(Entries supplied begins)
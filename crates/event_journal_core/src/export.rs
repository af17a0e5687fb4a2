//! crates/event_journal_core/src/export.rs
//!
//! Deterministic, order-preserving text renderers for the downloadable
//! exports: the plain-text single-event export, the Markdown period export,
//! and the wrapper around an AI-generated period report. Pure string
//! building, no I/O.

use std::collections::BTreeMap;

use chrono::{DateTime, Utc};

use crate::domain::EventWithRecords;
use crate::period::PeriodKind;

fn format_timestamp(ts: DateTime<Utc>) -> String {
    ts.format("%Y/%m/%d %H:%M:%S").to_string()
}

fn importance_stars(importance: i32) -> String {
    "⭐".repeat(importance.clamp(1, 5) as usize)
}

/// Whole days spanned between creation and last update, rounded up.
fn span_days(event: &EventWithRecords) -> i64 {
    let secs = (event.event.updated_at - event.event.created_at)
        .num_seconds()
        .max(0);
    (secs + 86_399) / 86_400
}

/// Renders a single event with its records as a plain-text document for the
/// `.txt` download.
pub fn event_export_text(event: &EventWithRecords) -> String {
    let mut out = String::new();
    out.push_str(&format!("事件：{}\n", event.event.title));
    out.push_str(&format!("状态：{}\n", event.event.status.label()));
    out.push_str(&format!("分类：{}\n", event.event.category));
    out.push_str(&format!(
        "重要程度：{}\n",
        importance_stars(event.event.importance)
    ));
    out.push_str(&format!(
        "创建时间：{}\n",
        format_timestamp(event.event.created_at)
    ));
    out.push_str(&format!(
        "更新时间：{}\n",
        format_timestamp(event.event.updated_at)
    ));

    if let Some(description) = &event.event.description {
        out.push_str(&format!("\n事件描述：\n{}\n", description));
    }

    if event.records.is_empty() {
        out.push_str("\n进展记录：暂无\n");
    } else {
        out.push_str(&format!("\n进展记录（共{}条）：\n", event.records.len()));
        for (index, record) in event.records.iter().enumerate() {
            out.push_str(&format!(
                "{}. [{}]\n   {}\n",
                index + 1,
                format_timestamp(record.created_at),
                record.display_text()
            ));
        }
    }

    if let Some(summary) = &event.event.summary {
        out.push_str(&format!("\n事件总结：\n{}\n", summary));
    }

    out
}

/// Renders the local (non-AI) Markdown export of all events in a period:
/// events grouped by category (categories sorted), per-event metadata and
/// ordered progress entries, and a trailing aggregate statistics block.
pub fn period_export_markdown(
    kind: PeriodKind,
    date_range: &str,
    events: &[EventWithRecords],
) -> String {
    let mut out = String::new();
    out.push_str(&format!("# {}事件记录导出\n\n", kind.label()));
    out.push_str(&format!("**时间范围**：{}\n", date_range));
    out.push_str(&format!("**事件总数**：{}\n\n", events.len()));
    out.push_str("---\n\n");

    // BTreeMap gives the sorted category order for free.
    let mut by_category: BTreeMap<&str, Vec<&EventWithRecords>> = BTreeMap::new();
    for event in events {
        by_category
            .entry(event.event.category.as_str())
            .or_default()
            .push(event);
    }

    for (category, grouped) in &by_category {
        out.push_str(&format!("## 📂 {}\n\n", category));

        for (index, event) in grouped.iter().enumerate() {
            out.push_str(&format!("### {}. {}\n\n", index + 1, event.event.title));
            out.push_str(&format!("- **状态**：{}\n", event.event.status.label()));
            out.push_str(&format!(
                "- **重要程度**：{}\n",
                importance_stars(event.event.importance)
            ));
            out.push_str(&format!(
                "- **创建时间**：{}\n",
                format_timestamp(event.event.created_at)
            ));
            out.push_str(&format!(
                "- **更新时间**：{}\n",
                format_timestamp(event.event.updated_at)
            ));
            out.push_str(&format!("- **时间跨度**：{}天\n\n", span_days(event)));

            if let Some(description) = &event.event.description {
                out.push_str(&format!("**事件描述**：\n{}\n\n", description));
            }

            if event.records.is_empty() {
                out.push_str("**进展记录**：暂无\n\n");
            } else {
                out.push_str(&format!("**进展记录**（共{}条）：\n\n", event.records.len()));
                for (record_index, record) in event.records.iter().enumerate() {
                    out.push_str(&format!(
                        "{}. [{}]\n   {}\n\n",
                        record_index + 1,
                        format_timestamp(record.created_at),
                        record.display_text()
                    ));
                }
            }

            if let Some(summary) = &event.event.summary {
                out.push_str(&format!("**事件总结**：\n{}\n\n", summary));
            }

            out.push_str("---\n\n");
        }
    }

    let ongoing = events
        .iter()
        .filter(|e| e.event.status == crate::domain::EventStatus::Ongoing)
        .count();
    let closed = events.len() - ongoing;
    let total_records: usize = events.iter().map(|e| e.records.len()).sum();

    out.push_str("## 📊 统计信息\n\n");
    out.push_str(&format!("- 总事件数：{}\n", events.len()));
    out.push_str(&format!("- 进行中：{}\n", ongoing));
    out.push_str(&format!("- 已闭环：{}\n", closed));
    out.push_str(&format!("- 分类数：{}\n", by_category.len()));
    out.push_str(&format!("- 总进展记录数：{}\n", total_records));

    out
}

/// Wraps an AI-generated period summary with a download header.
pub fn summary_report_markdown(
    kind: PeriodKind,
    date_range: &str,
    event_count: usize,
    body: &str,
) -> String {
    format!(
        "# {}总结报告\n\n时间范围：{}\n事件数量：{}\n\n---\n\n{}",
        kind.label(),
        date_range,
        event_count,
        body
    )
}

#[cfg(test)]
mod tests {
    use super::*;
    use crate::domain::{Event, EventRecord, EventStatus, EventWithRecords};
    use chrono::TimeZone;
    use uuid::Uuid;

    fn ts(day: u32, hour: u32) -> DateTime<Utc> {
        Utc.with_ymd_and_hms(2024, 6, day, hour, 0, 0).unwrap()
    }

    fn event(
        title: &str,
        category: &str,
        status: EventStatus,
        record_texts: &[&str],
    ) -> EventWithRecords {
        let id = Uuid::new_v4();
        let records = record_texts
            .iter()
            .enumerate()
            .map(|(i, text)| EventRecord {
                id: Uuid::new_v4(),
                event_id: id,
                original_content: format!("raw {}", text),
                ai_summary: text.to_string(),
                created_at: ts(11, i as u32 + 1),
            })
            .collect();
        EventWithRecords::new(
            Event {
                id,
                user_id: Uuid::new_v4(),
                title: title.to_string(),
                description: None,
                category: category.to_string(),
                status,
                importance: 3,
                summary: match status {
                    EventStatus::Closed => Some("done".to_string()),
                    EventStatus::Ongoing => None,
                },
                created_at: ts(10, 9),
                updated_at: ts(12, 9),
            },
            records,
        )
    }

    fn category_headings(markdown: &str) -> Vec<&str> {
        markdown
            .lines()
            .filter(|l| l.starts_with("## 📂 "))
            .collect()
    }

    #[test]
    fn one_heading_per_category_sorted() {
        let events = vec![
            event("b", "工作", EventStatus::Ongoing, &["x"]),
            event("a", "健康", EventStatus::Closed, &[]),
            event("c", "工作", EventStatus::Ongoing, &["y", "z"]),
        ];
        let md = period_export_markdown(PeriodKind::Week, "2024/06/10 - 2024/06/12", &events);

        let headings = category_headings(&md);
        assert_eq!(headings, vec!["## 📂 健康", "## 📂 工作"]);
    }

    #[test]
    fn statistics_block_counts_match_input() {
        let events = vec![
            event("b", "工作", EventStatus::Ongoing, &["x"]),
            event("a", "健康", EventStatus::Closed, &[]),
            event("c", "工作", EventStatus::Ongoing, &["y", "z"]),
        ];
        let md = period_export_markdown(PeriodKind::Month, "2024/06/01 - 2024/06/12", &events);

        assert!(md.contains("- 总事件数：3\n"));
        assert!(md.contains("- 进行中：2\n"));
        assert!(md.contains("- 已闭环：1\n"));
        assert!(md.contains("- 分类数：2\n"));
        assert!(md.contains("- 总进展记录数：3\n"));
    }

    #[test]
    fn events_without_records_show_the_empty_marker() {
        let events = vec![event("a", "健康", EventStatus::Ongoing, &[])];
        let md = period_export_markdown(PeriodKind::Day, "2024/06/12 - 2024/06/12", &events);
        assert!(md.contains("**进展记录**：暂无"));
    }

    #[test]
    fn closed_event_summary_is_included() {
        let events = vec![event("a", "健康", EventStatus::Closed, &["x"])];
        let md = period_export_markdown(PeriodKind::Day, "2024/06/12 - 2024/06/12", &events);
        assert!(md.contains("**事件总结**：\ndone"));
    }

    #[test]
    fn text_export_lists_records_in_order() {
        let e = event("进度", "工作", EventStatus::Ongoing, &["first", "second"]);
        let txt = event_export_text(&e);
        let first = txt.find("first").unwrap();
        let second = txt.find("second").unwrap();
        assert!(first < second);
        assert!(txt.starts_with("事件：进度\n"));
        assert!(txt.contains("进展记录（共2条）"));
    }

    #[test]
    fn report_wrapper_carries_header_fields() {
        let md = summary_report_markdown(PeriodKind::Week, "2024/06/10 - 2024/06/12", 4, "body");
        assert!(md.starts_with("# 周总结报告\n"));
        assert!(md.contains("事件数量：4"));
        assert!(md.ends_with("---\n\nbody"));
    }
}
(Entries supplied ends)
Your answer must consist solely of the lines from the top of the entries above through the line containing "fn span_days(event: &EventWithRecords)", copied exactly, both ends included.

filename crates/event_journal_core/src/export.rs
repository af17a0e5687fb4a2
//! crates/event_journal_core/src/export.rs
//!
//! Deterministic, order-preserving text renderers for the downloadable
//! exports: the plain-text single-event export, the Markdown period export,
//! and the wrapper around an AI-generated period report. Pure string
//! building, no I/O.

use std::collections::BTreeMap;

use chrono::{DateTime, Utc};

use crate::domain::EventWithRecords;
use crate::period::PeriodKind;

fn format_timestamp(ts: DateTime<Utc>) -> String {
    ts.format("%Y/%m/%d %H:%M:%S").to_string()
}

fn importance_stars(importance: i32) -> String {
    "⭐".repeat(importance.clamp(1, 5) as usize)
}

/// Whole days spanned between creation and last update, rounded up.
fn span_days(event: &EventWithRecords) -> i64 {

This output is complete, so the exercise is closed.